## Requirement
Wherever the string "HashMap" occurs in a line of these records, report that line.

══ Information given

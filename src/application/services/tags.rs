//! Course tags

use std::collections::HashMap;

use chrono::Utc;
use sea_orm::{
    ActiveModelTrait, ColumnTrait, ConnectionTrait, DatabaseConnection, EntityTrait, QueryFilter,
    QueryOrder, Set, TransactionTrait,
};
use serde::Serialize;

use super::{load_owned_course, new_id, required};
use crate::domain::course::slugify;
use crate::domain::Actor;
use crate::infrastructure::database::entities::{course, course_tag, tag};
use crate::shared::errors::{DomainError, DomainResult};

#[derive(Debug, Clone, Serialize)]
pub struct TagWithCount {
    #[serde(flatten)]
    pub tag: tag::Model,
    pub course_count: u64,
}

pub struct TagService {
    db: DatabaseConnection,
}

impl TagService {
    pub fn new(db: DatabaseConnection) -> Self {
        Self { db }
    }

    pub async fn create(&self, actor: &Actor, name: &str) -> DomainResult<tag::Model> {
        actor.ensure_teacher()?;
        let name = required("name", name)?;
        if find_by_name(&self.db, &name).await?.is_some() {
            return Err(DomainError::Conflict(format!("Tag '{}' already exists", name)));
        }
        insert_tag(&self.db, &name).await
    }

    pub async fn list(&self) -> DomainResult<Vec<TagWithCount>> {
        let tags = tag::Entity::find().order_by_asc(tag::Column::NameKey).all(&self.db).await?;
        let counts = usage_counts(&self.db).await?;
        Ok(tags
            .into_iter()
            .map(|t| TagWithCount {
                course_count: counts.get(&t.id).copied().unwrap_or(0),
                tag: t,
            })
            .collect())
    }

    /// Attach tags by name, creating the ones that do not exist yet.
    pub async fn attach(&self, actor: &Actor, course_id: &str, names: &[String]) -> DomainResult<Vec<tag::Model>> {
        load_owned_course(&self.db, actor, course_id).await?;
        let txn = self.db.begin().await?;
        for raw in names {
            let Ok(name) = required("tag", raw) else { continue };
            let found = match find_by_name(&txn, &name).await? {
                Some(t) => t,
                None => insert_tag(&txn, &name).await?,
            };
            let linked = course_tag::Entity::find_by_id((course_id.to_string(), found.id.clone()))
                .one(&txn)
                .await?;
            if linked.is_none() {
                course_tag::ActiveModel {
                    course_id: Set(course_id.to_string()),
                    tag_id: Set(found.id),
                }
                .insert(&txn)
                .await?;
            }
        }
        txn.commit().await?;
        self.course_tags(course_id).await
    }

    pub async fn detach(&self, actor: &Actor, course_id: &str, tag_id: &str) -> DomainResult<()> {
        load_owned_course(&self.db, actor, course_id).await?;
        course_tag::Entity::delete_by_id((course_id.to_string(), tag_id.to_string()))
            .exec(&self.db)
            .await?;
        Ok(())
    }

    pub async fn course_tags(&self, course_id: &str) -> DomainResult<Vec<tag::Model>> {
        let ids: Vec<String> = course_tag::Entity::find()
            .filter(course_tag::Column::CourseId.eq(course_id))
            .all(&self.db)
            .await?
            .into_iter()
            .map(|ct| ct.tag_id)
            .collect();
        Ok(tag::Entity::find()
            .filter(tag::Column::Id.is_in(ids))
            .order_by_asc(tag::Column::NameKey)
            .all(&self.db)
            .await?)
    }

    /// Published courses carrying the tag with `slug`.
    pub async fn courses_by_tag(&self, slug: &str) -> DomainResult<Vec<course::Model>> {
        let found = tag::Entity::find()
            .filter(tag::Column::Slug.eq(slug))
            .one(&self.db)
            .await?
            .ok_or(DomainError::NotFound {
                entity: "Tag",
                field: "slug",
                value: slug.to_string(),
            })?;
        let course_ids: Vec<String> = course_tag::Entity::find()
            .filter(course_tag::Column::TagId.eq(found.id))
            .all(&self.db)
            .await?
            .into_iter()
            .map(|ct| ct.course_id)
            .collect();
        Ok(course::Entity::find()
            .filter(course::Column::Id.is_in(course_ids))
            .filter(course::Column::Status.eq(crate::domain::course::CourseStatus::Published))
            .order_by_asc(course::Column::Title)
            .all(&self.db)
            .await?)
    }

    /// Most used tags first.
    pub async fn popular(&self, limit: usize) -> DomainResult<Vec<TagWithCount>> {
        let mut all = self.list().await?;
        all.retain(|t| t.course_count > 0);
        all.sort_by(|a, b| b.course_count.cmp(&a.course_count).then_with(|| a.tag.name_key.cmp(&b.tag.name_key)));
        all.truncate(limit);
        Ok(all)
    }

    pub async fn delete(&self, actor: &Actor, tag_id: &str) -> DomainResult<()> {
        actor.ensure_admin()?;
        let res = tag::Entity::delete_by_id(tag_id.to_string()).exec(&self.db).await?;
        if res.rows_affected == 0 {
            return Err(DomainError::not_found("Tag", tag_id));
        }
        Ok(())
    }
}

async fn find_by_name<C: ConnectionTrait>(db: &C, name: &str) -> DomainResult<Option<tag::Model>> {
    Ok(tag::Entity::find()
        .filter(tag::Column::NameKey.eq(name.to_lowercase()))
        .one(db)
        .await?)
}

async fn insert_tag<C: ConnectionTrait>(db: &C, name: &str) -> DomainResult<tag::Model> {
    Ok(tag::ActiveModel {
        id: Set(new_id()),
        name: Set(name.to_string()),
        name_key: Set(name.to_lowercase()),
        slug: Set(slugify(name)),
        created_at: Set(Utc::now()),
    }
    .insert(db)
    .await?)
}

async fn usage_counts<C: ConnectionTrait>(db: &C) -> DomainResult<HashMap<String, u64>> {
    let mut counts = HashMap::new();
    for link in course_tag::Entity::find().all(db).await? {
        *counts.entry(link.tag_id).or_insert(0) += 1;
    }
    Ok(counts)
}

════

## Solution
use std::collections::HashMap;
async fn usage_counts<C: ConnectionTrait>(db: &C) -> DomainResult<HashMap<String, u64>> {
    let mut counts = HashMap::new();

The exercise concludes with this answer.